**WHAT IS REQUIRED**
Which lines in the records below hold the word "crate"? Copy each of them.

Collected data
-------

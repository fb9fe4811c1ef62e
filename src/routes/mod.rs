// HTTP + WebSocket routes

mod http;
mod ws;

use axum::{Router, routing::get};
use std::sync::Arc;
use std::sync::atomic::AtomicUsize;
use tower_http::cors::{Any, CorsLayer};

use crate::config::AppConfig;
use crate::ingest::IngestService;

#[derive(Clone)]
pub(crate) struct AppState {
    pub(crate) ingest: Arc<IngestService>,
    pub(crate) dashboard_connections: Arc<AtomicUsize>,
    pub(crate) config: AppConfig,
}

pub fn app(
    ingest: Arc<IngestService>,
    dashboard_connections: Arc<AtomicUsize>,
    config: AppConfig,
) -> Router {
    let state = AppState {
        ingest,
        dashboard_connections,
        config,
    };
    Router::new()
        .route("/", get(|| async { "vstats ingestion service" })) // GET /
        .route("/version", get(http::version_handler)) // GET /version
        .route("/api/agents", get(http::agents_handler)) // GET /api/agents
        .route("/ws/agent", get(ws::ws_agent)) // WS /ws/agent
        .route("/ws/dashboard", get(ws::ws_dashboard)) // WS /ws/dashboard
        .layer(CorsLayer::new().allow_origin(Any))
        .with_state(state)
}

-------

**EXPECTED ANSWER**
use crate::config::AppConfig;
use crate::ingest::IngestService;
pub(crate) struct AppState {
    pub(crate) ingest: Arc<IngestService>,
    pub(crate) dashboard_connections: Arc<AtomicUsize>,
    pub(crate) config: AppConfig,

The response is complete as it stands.